(Records for the task)

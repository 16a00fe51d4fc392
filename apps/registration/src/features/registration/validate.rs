//! Field validators for the registration form. Spanish identity documents
//! carry a control letter computed from the numeric part modulo 23; a wrong
//! letter is the most common data-entry mistake, so it is checked here before
//! anything is submitted.

use regex::Regex;

/// Control letters for DNI/NIE numbers, indexed by `number % 23`.
const CONTROL_LETTERS: &[u8; 23] = b"TRWAGMYFPDXBNJZSQVHLCKE";

pub fn valid_email(email: &str) -> bool {
    Regex::new(r"^[^@\s]+@[^@\s]+\.[^@\s]+$").map_or(false, |re| re.is_match(email))
}

/// Accepts an optional leading `+` followed by 6 to 15 digits, with spaces
/// allowed between groups.
pub fn valid_phone(phone: &str) -> bool {
    let compact: String = phone.chars().filter(|c| !c.is_whitespace()).collect();
    Regex::new(r"^\+?[0-9]{6,15}$").map_or(false, |re| re.is_match(&compact))
}

/// DNI: eight digits plus the control letter, e.g. `12345678Z`.
pub fn valid_dni(value: &str) -> bool {
    let value = value.trim().to_uppercase();
    if !Regex::new(r"^[0-9]{8}[A-Z]$").map_or(false, |re| re.is_match(&value)) {
        return false;
    }

    let number: u32 = match value[..8].parse() {
        Ok(number) => number,
        Err(_) => return false,
    };
    control_letter(number) == value.as_bytes()[8]
}

/// NIE: `X`, `Y` or `Z`, seven digits and the control letter. The prefix maps
/// to a leading digit before the checksum, e.g. `X1234567L`.
pub fn valid_nie(value: &str) -> bool {
    let value = value.trim().to_uppercase();
    if !Regex::new(r"^[XYZ][0-9]{7}[A-Z]$").map_or(false, |re| re.is_match(&value)) {
        return false;
    }

    let prefix = match value.as_bytes()[0] {
        b'X' => 0,
        b'Y' => 1,
        b'Z' => 2,
        _ => return false,
    };
    let number: u32 = match value[1..8].parse::<u32>() {
        Ok(number) => prefix * 10_000_000 + number,
        Err(_) => return false,
    };
    control_letter(number) == value.as_bytes()[8]
}

/// Passports have no universal checksum; require 5 to 12 alphanumerics.
pub fn valid_passport(value: &str) -> bool {
    let value = value.trim().to_uppercase();
    Regex::new(r"^[A-Z0-9]{5,12}$").map_or(false, |re| re.is_match(&value))
}

fn control_letter(number: u32) -> u8 {
    CONTROL_LETTERS[(number % 23) as usize]
}

#[cfg(test)]
mod tests {
    use super::{valid_dni, valid_email, valid_nie, valid_passport, valid_phone};

    #[test]
    fn email_accepts_plain_addresses_only() {
        assert!(valid_email("ana@example.com"));
        assert!(valid_email("ana.garcia@alb.carrascalejo.dev"));
        assert!(!valid_email("ana@example"));
        assert!(!valid_email("ana example@x.com"));
        assert!(!valid_email("@example.com"));
    }

    #[test]
    fn phone_accepts_prefixed_and_grouped_digits() {
        assert!(valid_phone("+34 612 345 678"));
        assert!(valid_phone("612345678"));
        assert!(!valid_phone("12345"));
        assert!(!valid_phone("+34-612-345-678"));
    }

    #[test]
    fn dni_checksum() {
        assert!(valid_dni("12345678Z"));
        assert!(valid_dni("12345678z"));
        assert!(!valid_dni("12345678A"));
        assert!(!valid_dni("1234567Z"));
        assert!(!valid_dni("ABCDEFGHZ"));
    }

    #[test]
    fn nie_checksum_maps_the_prefix() {
        assert!(valid_nie("X1234567L"));
        assert!(valid_nie("Z1234567R"));
        assert!(!valid_nie("X1234567T"));
        assert!(!valid_nie("W1234567L"));
    }

    #[test]
    fn passport_is_loosely_shaped() {
        assert!(valid_passport("AA123456"));
        assert!(valid_passport("x1234567"));
        assert!(!valid_passport("1234"));
        assert!(!valid_passport("A 123456"));
    }
}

(End Records for the task)

◆ **Task directions**:
Output all records verbatim.

◆ **Answer for the task**:
repository 16a00fe51d4fc392
filename apps/registration/src/features/registration/validate.rs
//! Field validators for the registration form. Spanish identity documents
//! carry a control letter computed from the numeric part modulo 23; a wrong
//! letter is the most common data-entry mistake, so it is checked here before
//! anything is submitted.

use regex::Regex;

/// Control letters for DNI/NIE numbers, indexed by `number % 23`.
const CONTROL_LETTERS: &[u8; 23] = b"TRWAGMYFPDXBNJZSQVHLCKE";

pub fn valid_email(email: &str) -> bool {
    Regex::new(r"^[^@\s]+@[^@\s]+\.[^@\s]+$").map_or(false, |re| re.is_match(email))
}

/// Accepts an optional leading `+` followed by 6 to 15 digits, with spaces
/// allowed between groups.
pub fn valid_phone(phone: &str) -> bool {
    let compact: String = phone.chars().filter(|c| !c.is_whitespace()).collect();
    Regex::new(r"^\+?[0-9]{6,15}$").map_or(false, |re| re.is_match(&compact))
}

/// DNI: eight digits plus the control letter, e.g. `12345678Z`.
pub fn valid_dni(value: &str) -> bool {
    let value = value.trim().to_uppercase();
    if !Regex::new(r"^[0-9]{8}[A-Z]$").map_or(false, |re| re.is_match(&value)) {
        return false;
    }

    let number: u32 = match value[..8].parse() {
        Ok(number) => number,
        Err(_) => return false,
    };
    control_letter(number) == value.as_bytes()[8]
}

/// NIE: `X`, `Y` or `Z`, seven digits and the control letter. The prefix maps
/// to a leading digit before the checksum, e.g. `X1234567L`.
pub fn valid_nie(value: &str) -> bool {
    let value = value.trim().to_uppercase();
    if !Regex::new(r"^[XYZ][0-9]{7}[A-Z]$").map_or(false, |re| re.is_match(&value)) {
        return false;
    }

    let prefix = match value.as_bytes()[0] {
        b'X' => 0,
        b'Y' => 1,
        b'Z' => 2,
        _ => return false,
    };
    let number: u32 = match value[1..8].parse::<u32>() {
        Ok(number) => prefix * 10_000_000 + number,
        Err(_) => return false,
    };
    control_letter(number) == value.as_bytes()[8]
}

/// Passports have no universal checksum; require 5 to 12 alphanumerics.
pub fn valid_passport(value: &str) -> bool {
    let value = value.trim().to_uppercase();
    Regex::new(r"^[A-Z0-9]{5,12}$").map_or(false, |re| re.is_match(&value))
}

fn control_letter(number: u32) -> u8 {
    CONTROL_LETTERS[(number % 23) as usize]
}

#[cfg(test)]
mod tests {
    use super::{valid_dni, valid_email, valid_nie, valid_passport, valid_phone};

    #[test]
    fn email_accepts_plain_addresses_only() {
        assert!(valid_email("ana@example.com"));
        assert!(valid_email("ana.garcia@alb.carrascalejo.dev"));
        assert!(!valid_email("ana@example"));
        assert!(!valid_email("ana example@x.com"));
        assert!(!valid_email("@example.com"));
    }

    #[test]
    fn phone_accepts_prefixed_and_grouped_digits() {
        assert!(valid_phone("+34 612 345 678"));
        assert!(valid_phone("612345678"));
        assert!(!valid_phone("12345"));
        assert!(!valid_phone("+34-612-345-678"));
    }

    #[test]
    fn dni_checksum() {
        assert!(valid_dni("12345678Z"));
        assert!(valid_dni("12345678z"));
        assert!(!valid_dni("12345678A"));
        assert!(!valid_dni("1234567Z"));
        assert!(!valid_dni("ABCDEFGHZ"));
    }

    #[test]
    fn nie_checksum_maps_the_prefix() {
        assert!(valid_nie("X1234567L"));
        assert!(valid_nie("Z1234567R"));
        assert!(!valid_nie("X1234567T"));
        assert!(!valid_nie("W1234567L"));
    }

    #[test]
    fn passport_is_loosely_shaped() {
        assert!(valid_passport("AA123456"));
        assert!(valid_passport("x1234567"));
        assert!(!valid_passport("1234"));
        assert!(!valid_passport("A 123456"));
    }
}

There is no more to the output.